The impact of foreclosure on residential tenants is a complex issue that varies from state to state, and, often, by location within states. In addition, the potential rights of those tenants to remain in a single or multifamily property after foreclosure can create significant issues for property managers as well as real estate investors who may be interested in buying it, experts concur.
RealtyTrac, which collects and aggregates foreclosure data nationwide, claims to have nearly 1.8 million foreclosure and bank-owned properties in its database. It plans to leverage that database to alert tenants by email if properties they are renting go into default or at risk of foreclosure. The service costs $24.95 a year.
Senior vice president Rick Sharga described the service as an "early warning system," explaining, "Unexpected evictions are becoming an all-too-familiar scenario for good tenants who pay their rent on time. Some landlords aren't paying their mortgages--even while their tenants are paying their rent faithfully--causing the tenants to be evicted without warning."
Whether tenants have any recourse against their landlord when a rental property is foreclosed depends on the type of rental agreement they signed and what the landlord knew at the time of the signing.
One in nine mortgages is delinquent or in foreclosure, according to the Mortgage Bankers Association. In the fourth quarter 2008, the MBA reports, 7.9% of one-to-four family mortgages were delinquent, another 3.3% were in foreclosure and the share of new mortgages going into foreclosure remained at a record high of 1.1%.
Without Just Cause, a study released earlier this year by the National Low Income Housing Coalition (NLIHC) and the National Law Center on Homelessness & Poverty (NLCHP), found:
- Only 33% of states--17 states--require any type of notice to tenants;
- Only 29% of states--14 and DC--require a judicial process for foreclosure;
- In several states--e.g. FL, IO, WI, NY, OH--tenants may remain only if they are not named in the foreclosure proceeding;
- Only 2% of states--NJ and DC--explicitly preserve tenants' rights in the lease after foreclosure;
- Only 23 states provide exceptions that may preserve tenants' rights. In Connecticut, for example, tenants who are elderly, disabled, or receive federal housing subsidies are protected and their tenancies preserved. And in Illinois, if tenants are not named in the foreclosure proceedings, they can maintain their lease, subject to the filing of a "supplemental petition" by the lender.
"The simple filing of the foreclosure lawsuit does not mean the lease is ended," Heist and Weisse state. "The owner still fully owns the property until it is sold at a foreclosure sale. Both the landlord and the tenant remain obligated to perform the lease. The lease will stay in effect until a foreclosure judgment is entered by a judge and the sale occurs. That can be two months after the tenant received the foreclosure lawsuit or two years. There is absolutely no way of knowing how long it will take."

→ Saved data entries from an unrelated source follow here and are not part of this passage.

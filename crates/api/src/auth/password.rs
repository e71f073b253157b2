//! Argon2id password hashing and verification for the CMS admin.
//!
//! Hashes are stored in PHC string format so algorithm parameters and
//! the random salt travel with the hash itself.

use argon2::password_hash::rand_core::OsRng;
use argon2::password_hash::{PasswordHash, PasswordHasher, PasswordVerifier, SaltString};
use argon2::Argon2;

/// Hash a plaintext password using Argon2id with a random salt.
pub fn hash_password(password: &str) -> Result<String, argon2::password_hash::Error> {
    let salt = SaltString::generate(&mut OsRng);
    let hash = Argon2::default().hash_password(password.as_bytes(), &salt)?;
    Ok(hash.to_string())
}

/// Verify a plaintext password against a stored PHC-formatted hash.
///
/// Returns `Ok(true)` if the password matches, `Ok(false)` if it does not.
pub fn verify_password(password: &str, hash: &str) -> Result<bool, argon2::password_hash::Error> {
    let parsed_hash = PasswordHash::new(hash)?;
    match Argon2::default().verify_password(password.as_bytes(), &parsed_hash) {
        Ok(()) => Ok(true),
        Err(argon2::password_hash::Error::Password) => Ok(false),
        Err(e) => Err(e),
    }
}

/// Validate that a password meets the minimum length. Used when seeding
/// the admin account at startup.
pub fn validate_password_strength(password: &str, min_length: usize) -> Result<(), String> {
    if password.len() < min_length {
        return Err(format!(
            "Password must be at least {min_length} characters long"
        ));
    }
    Ok(())
}

#[cfg(test)]
mod tests {
    use super::*;

    #[test]
    fn correct_password_verifies() {
        let hash = hash_password("correct-horse-battery-staple").unwrap();
        assert!(
            hash.starts_with("$argon2id$"),
            "expected argon2id PHC prefix"
        );
        assert!(verify_password("correct-horse-battery-staple", &hash).unwrap());
    }

    #[test]
    fn wrong_password_is_rejected_without_error() {
        let hash = hash_password("real-password").unwrap();
        assert!(!verify_password("wrong-password", &hash).unwrap());
    }

    #[test]
    fn strength_check_enforces_minimum_length() {
        let err = validate_password_strength("short", 12).unwrap_err();
        assert!(err.contains("at least 12 characters"));
        assert!(validate_password_strength("twelve_chars", 12).is_ok());
    }
}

At least that's the way it works in most locations. According to author and attorney Janet Portman, a lease ends in most states if a mortgage recorded before the lease was signed ends in foreclosure.

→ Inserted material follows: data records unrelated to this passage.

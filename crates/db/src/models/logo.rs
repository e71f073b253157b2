//! Logo entity model and DTO.

use serde::{Deserialize, Serialize};
use sqlx::FromRow;

use folio_core::types::DbId;

/// A logo row. The `logos.project_id` column is UNIQUE, so a project
/// has zero or one of these.
#[derive(Debug, Clone, FromRow, Serialize)]
pub struct Logo {
    pub id: DbId,
    pub project_id: DbId,
    pub url: String,
}

/// DTO for creating a logo row.
#[derive(Debug, Clone, Deserialize)]
pub struct CreateLogo {
    pub project_id: DbId,
    pub url: String,
}
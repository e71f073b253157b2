//! Handlers for the project listing and detail pages.

use axum::extract::{Path, State};
use axum::Json;

use folio_core::error::CoreError;
use folio_db::models::project::Project;
use folio_db::repositories::portfolio_repo::PortfolioEntry;
use folio_db::repositories::{PortfolioRepo, ProjectRepo};

use crate::error::{AppError, AppResult};
use crate::response::DataResponse;
use crate::state::AppState;

/// GET /projects
pub async fn list(State(state): State<AppState>) -> AppResult<Json<DataResponse<Vec<Project>>>> {
    let projects = ProjectRepo::list(&state.pool).await?;
    Ok(Json(DataResponse { data: projects }))
}

/// GET /project/{project_name}
///
/// Looks the project up by its title and returns the same aggregate
/// shape the home page uses.
pub async fn get_by_name(
    State(state): State<AppState>,
    Path(project_name): Path<String>,
) -> AppResult<Json<DataResponse<PortfolioEntry>>> {
    let project = ProjectRepo::find_by_title(&state.pool, &project_name)
        .await?
        .ok_or_else(|| {
            AppError::Core(CoreError::NotFoundByKey {
                entity: "Project",
                key: project_name.clone(),
            })
        })?;

    let entry = PortfolioRepo::get_portfolio_entry(&state.pool, project.id)
        .await?
        .ok_or(AppError::Core(CoreError::NotFound {
            entity: "Project",
            id: project.id,
        }))?;

    Ok(Json(DataResponse { data: entry }))
}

But Portman, who specializes in residential and commercial landlord/tenant law, said there are a few exceptions to the rule. "In rent control cities with just cause eviction protection, and in Washington, DC, New Jersey, and New Hampshire, tenants who arrived after the mortgage was signed may keep their leases," she says. "And even if the lease or rental agreement is wiped out, the new owner of the property must still follow state eviction procedures in order to remove a tenant from the rental unit."